The Fresh Loaf

News & Information for Amateur Bakers and Artisan Bread Enthusiasts

Soaking whole wheat- Phytic Acid

inlovewbread's picture

Soaking whole wheat- Phytic Acid

I have been doing some reading on Phytic Acid and Phytates in whole wheat. You can read about it here and here

I don't know why I missed this in the past, but now I'm all freaked out and feel like I need to soak all my fresh ground whole wheat flour before using it! That means a lot of re-working of all my favorite recipes. 

I don't see a whole lot of information on it on TFL (although Peter Reinhart's methods include this step of soaking in Whole Grain Breads). I have read a few threads on this site and elsewhere relating this method with celiac disease/ rise of celiac disease in the years after commercial yeast became available- a lot of interesting information on that, but that's a separate subject.

So I guess my question is, does everyone else here know about this 'soaking-to-rid-whole-wheat-of-phytic-acid' technique? If so, why aren't more people soaking their flour first? Obviously you don't need to worry about soaking in sourdoughs (because of the lactic acid in the culture) but I don't see much talk about it for sandwich loaves or whole wheat loaves using commercial yeast. Any thoughts?




Yerffej's picture

I am fully aware of phytic acid and the issues that surround it.  This is a very big factor in my baking almost all sourdough breads.


Here is another link you may find to be informative:

inlovewbread's picture

Thanks for the link, that's a great resource, a lot of information in one spot. Especially all the articles on soy! I wish everybody would read that.

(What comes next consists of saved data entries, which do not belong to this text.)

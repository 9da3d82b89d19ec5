//! The fixed 68-byte greeting exchanged at session start.
//!
//! The handshake ties the connection to one torrent: both sides must
//! present the same info hash, and the fixed protocol prefix rules out
//! anything that is not a BitTorrent v1 peer.
use super::HandshakeError;

/// The protocol identifier every v1 handshake starts with (after the
/// length byte 19).
pub const PROTOCOL: &[u8; 19] = b"BitTorrent protocol";

/// Total handshake size on the wire.
pub const HANDSHAKE_LEN: usize = 68;

/** A peer handshake.

Wire layout:
- 1 byte: protocol string length, always 19
- 19 bytes: "BitTorrent protocol"
- 8 bytes: reserved, all zero (no extensions are negotiated)
- 20 bytes: info hash
- 20 bytes: peer id */
#[derive(Debug, Clone, PartialEq, Eq)]
pub struct Handshake {
    pub info_hash: [u8; 20],
    pub peer_id: [u8; 20],
}

impl Handshake {
    pub fn new(info_hash: [u8; 20], peer_id: [u8; 20]) -> Handshake {
        Handshake { info_hash, peer_id }
    }

    /// Serializes into the fixed 68-byte wire form.
    pub fn serialize(&self) -> [u8; HANDSHAKE_LEN] {
        let mut buf = [0u8; HANDSHAKE_LEN];
        buf[0] = PROTOCOL.len() as u8;
        buf[1..20].copy_from_slice(PROTOCOL);
        // bytes 20..28 stay zero: reserved
        buf[28..48].copy_from_slice(&self.info_hash);
        buf[48..68].copy_from_slice(&self.peer_id);
        buf
    }

    /// Parses a received handshake, checking the protocol prefix.
    pub fn parse(buf: &[u8; HANDSHAKE_LEN]) -> Result<Handshake, HandshakeError> {
        if buf[0] != PROTOCOL.len() as u8 || &buf[1..20] != PROTOCOL {
            return Err(HandshakeError::InvalidProtocol);
        }

        let mut info_hash = [0u8; 20];
        info_hash.copy_from_slice(&buf[28..48]);
        let mut peer_id = [0u8; 20];
        peer_id.copy_from_slice(&buf[48..68]);

        Ok(Handshake { info_hash, peer_id })
    }

    /// Verifies the peer is talking about the torrent we asked for.
    pub fn validate(&self, expected_info_hash: [u8; 20]) -> Result<(), HandshakeError> {
        if self.info_hash != expected_info_hash {
            return Err(HandshakeError::InfoHashMismatch);
        }
        Ok(())
    }
}
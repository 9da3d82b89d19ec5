use crate::bencode::{encoder, BencodeValue};
use crate::torrent::TorrentResult;
use sha1::{Digest, Sha1};
use std::collections::HashMap;

/// Computes the SHA-1 digest of the bencode encoding of an info dictionary.
///
/// The encoder emits keys sorted, so the digest is deterministic for a
/// given dictionary and matches what every other client derives for the
/// same torrent.
pub fn calculate_info_hash(info_dict: &HashMap<Vec<u8>, BencodeValue>) -> TorrentResult<[u8; 20]> {
    let mut buffer = Vec::new();
    encoder::encode(&mut buffer, &BencodeValue::Dict(info_dict.clone()))?;

    let mut hasher = Sha1::new();
    hasher.update(&buffer);

    let mut info_hash = [0u8; 20];
    info_hash.copy_from_slice(&hasher.finalize());
    Ok(info_hash)
}
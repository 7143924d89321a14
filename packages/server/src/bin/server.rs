//! hanashi messaging server.
//!
//! Tracks who is online and pushes message events to the receiver's live
//! connection after the REST endpoints persist them.
//!
//! Run with:
//! ```not_rust
//! cargo run --bin hanashi-server
//! cargo run --bin hanashi-server -- --host 0.0.0.0 --port 3000 --user alice --user bob
//! ```

use std::sync::Arc;

use clap::Parser;
use hanashi_server::{
    domain::UserId,
    infrastructure::{
        presence::InMemoryPresenceRegistry,
        repository::{InMemoryMessageRepository, InMemoryUserRepository},
    },
    ui::{AppState, Server, state::DEFAULT_OUTBOX_CAPACITY},
};
use hanashi_shared::{logger::setup_logger, time::SystemClock};

#[derive(Parser, Debug)]
#[command(name = "hanashi-server")]
#[command(about = "Direct messaging server with presence and real-time delivery", long_about = None)]
struct Args {
    /// Host address to bind the server to
    #[arg(short = 'H', long, default_value = "127.0.0.1")]
    host: String,

    /// Port number to bind the server to
    #[arg(short = 'p', long, default_value = "8080")]
    port: u16,

    /// Number of events queued per connection before new ones are dropped
    #[arg(long, default_value_t = DEFAULT_OUTBOX_CAPACITY)]
    outbox_capacity: usize,

    /// Users known from startup (repeatable)
    #[arg(short = 'u', long = "user")]
    users: Vec<String>,
}

#[tokio::main]
async fn main() {
    // Initialize tracing
    setup_logger(env!("CARGO_BIN_NAME"), "debug");

    let args = Args::parse();

    // Initialize dependencies in order:
    // 1. Repositories
    // 2. Presence Registry
    // 3. AppState (EventRouter + UseCases)
    // 4. Server

    // 1. Create Repositories (in-memory database)
    let mut seed = Vec::with_capacity(args.users.len());
    for raw in args.users {
        match UserId::new(raw.clone()) {
            Ok(id) => seed.push(id),
            Err(e) => {
                tracing::error!("Invalid --user '{}': {}", raw, e);
                std::process::exit(2);
            }
        }
    }
    tracing::info!("Seeded {} user(s)", seed.len());
    let users = Arc::new(InMemoryUserRepository::with_users(seed));
    let messages = Arc::new(InMemoryMessageRepository::new());

    // 2. Create Presence Registry
    let registry = Arc::new(InMemoryPresenceRegistry::new());

    // 3. Create AppState
    let state = AppState::new(
        messages,
        users,
        registry,
        Arc::new(SystemClock),
        args.outbox_capacity,
    );

    // 4. Create and run the server
    let server = Server::new(state);
    if let Err(e) = server.run(args.host, args.port).await {
        tracing::error!("Server error: {}", e);
        std::process::exit(1);
    }
}
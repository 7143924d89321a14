//! UseCase: メッセージ送信処理
//!
//! ## テスト実装の作業記録
//!
//! ### 何をテストしているか
//! - SendMessageUseCase::execute() メソッド
//! - 入力検証（受信者・本文）、永続化、受信者への newMessage の push
//!
//! ### どのような状況を想定しているか
//! - 正常系：受信者がオンライン / オフライン
//! - 異常系：受信者なし、不正な受信者 ID、本文も画像もない
//! - エッジケース：空白のみの本文と画像 URL の組み合わせ

use std::sync::Arc;

use hanashi_shared::{
    protocol::CreateMessageRequest,
    time::{Clock, timestamp_to_rfc3339},
};

use crate::domain::{
    Message, MessageIdFactory, MessageRepository, MessageText, Timestamp, UserId, UserRepository,
};

use super::{error::SendMessageError, event_router::EventRouter};

/// メッセージ送信のユースケース
pub struct SendMessageUseCase {
    messages: Arc<dyn MessageRepository>,
    users: Arc<dyn UserRepository>,
    router: Arc<EventRouter>,
    clock: Arc<dyn Clock>,
}

impl SendMessageUseCase {
    pub fn new(
        messages: Arc<dyn MessageRepository>,
        users: Arc<dyn UserRepository>,
        router: Arc<EventRouter>,
        clock: Arc<dyn Clock>,
    ) -> Self {
        Self {
            messages,
            users,
            router,
            clock,
        }
    }

    /// メッセージ送信を実行
    ///
    /// 永続化に成功した後で受信者へ `newMessage` を push する。
    /// push の失敗（オフライン等）は送信の成否に影響しない。
    pub async fn execute(
        &self,
        sender: &UserId,
        request: CreateMessageRequest,
    ) -> Result<Message, SendMessageError> {
        // 1. 入力検証
        let receiver = match request.receiver_id {
            Some(raw) if !raw.trim().is_empty() => {
                UserId::new(raw).map_err(SendMessageError::InvalidReceiverId)?
            }
            _ => return Err(SendMessageError::ReceiverRequired),
        };
        let text = request
            .text
            .filter(|t| !t.trim().is_empty())
            .map(MessageText::new)
            .transpose()
            .map_err(SendMessageError::InvalidContent)?;

        let message = Message::new(
            MessageIdFactory::generate(),
            sender.clone(),
            receiver.clone(),
            text,
            request.image_url,
            Timestamp::new(self.clock.now_millis()),
        )
        .map_err(|_| SendMessageError::ContentRequired)?;

        // 2. 永続化
        self.users.upsert(sender.clone()).await;
        self.users.upsert(receiver).await;
        self.messages.insert(message.clone()).await?;
        tracing::debug!(
            "Message '{}' from '{}' to '{}' stored at {}",
            message.id.as_str(),
            message.sender_id.as_str(),
            message.receiver_id.as_str(),
            timestamp_to_rfc3339(message.created_at.value())
        );

        // 3. 受信者への push（ベストエフォート）
        self.router.message_created(&message).await;

        Ok(message)
    }
}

All the breads I make are leavened by sourdough, eliminating the soaking dilemma, except for sandwich bread. We just prefer a non-sourdough sandwich loaf. And I'll just have to figure out how to adjust my muffins, etc. to soak or sourdough. The benefits will justify the extra effort.

Sustainable Eats's picture
Sustainable Eats

I'm also fully aware of it but my family won't eat sourdough often.  I finally came to this: as our daily bread since it's 100% whole wheat but soaked and everyone loves it.

I also soak my pizza dough and pancakes: and crackers: or

overnight to reduce the phytic acid.  For any baked good like cookies, etc I just use flour that I've made from sprouting the grains, dedhydrating and then grinding.  I can't get any non-yeasted thing to turn out good enough to please my picky palate otherwise.

It takes some preplanning but still not as much as making and feeding a starter.

Edthebread's picture

By my reading of the document that was in the link in the first posting, the phytic acid in wheat or rye flour is gone within 2 hours of soaking.  As most bread takes this long to rise and proof, will it not be gone before the bread bakes?  Am I missing something?

Sustainable Eats's picture
Sustainable Eats

It may be somewhat reduced after 2 hours but it's not gone.  WAP recommends soaking for 8-12 hours or more.

Futterbudget's picture

I soak all our whole grain flours to get rid of phytic acid, using the Nourishing Traditions method for muffins and pancakes (soaking in kefir).  

Most of the time, I just make sourdough, since that's an easy and tasty solution, but I've played around with soaking flour for a yeast-leavened bread too.  The best results I've gotten have been with Scottish Sponge Bread, an overnight started dough from the Laurel's Kitchen Bread Book.  

Sustainable Eats, thanks for the link!  I'll try your recipe too!

eehmoore's picture

I have had good success adpating Reinhart's 100% whole wheat sandwich bread to a soaked version.  In the soaker I substitute (by weight) buttermilk and leave on the counter overnight.  In the biga I substitute yogurt whey for about 1/3 of the total water (by weight) and retard in the fridge.  Itry to soak both for 18-24 hours.  I do not soak the flour in the final dough, however the amount by weight is a fairly small percentage of the final dough and our family is not prone to gluten of digestive issues, so I don't worry much about it.

I am loving all the links previously posted.  Great info.

subfuscpersona's picture

...the conditions are properly followed. Two conditions must be met - the pH of the liquid and the temperature during the soak.

This graph shows that phytic acid can be virtually eliminated in wheat and rye with a one hour soak in a somewhat acidic solution where the soaking water is maintained at 45 Centigrade (113 Fahrenheit) for the duration.

I've never been able to find reputable, scientific studies that show that longer soaking at lower temperatures achieve the same result.

In addition, I've never been able to find reputable, scientific studies that show the pH values of buttermilk, sourdough starter, homemade whey or other liquid ingredients typically used by home bakers interested in this topic. Without this info I cannot determine if these liquid ingredients have the correct pH value of 4.5 that is required to achieve significant phytase reduction in one hour.

If anyone has good data (from scientific journals please!) that they'd like to contribute to this discussion, please post the references. I'd be very interested.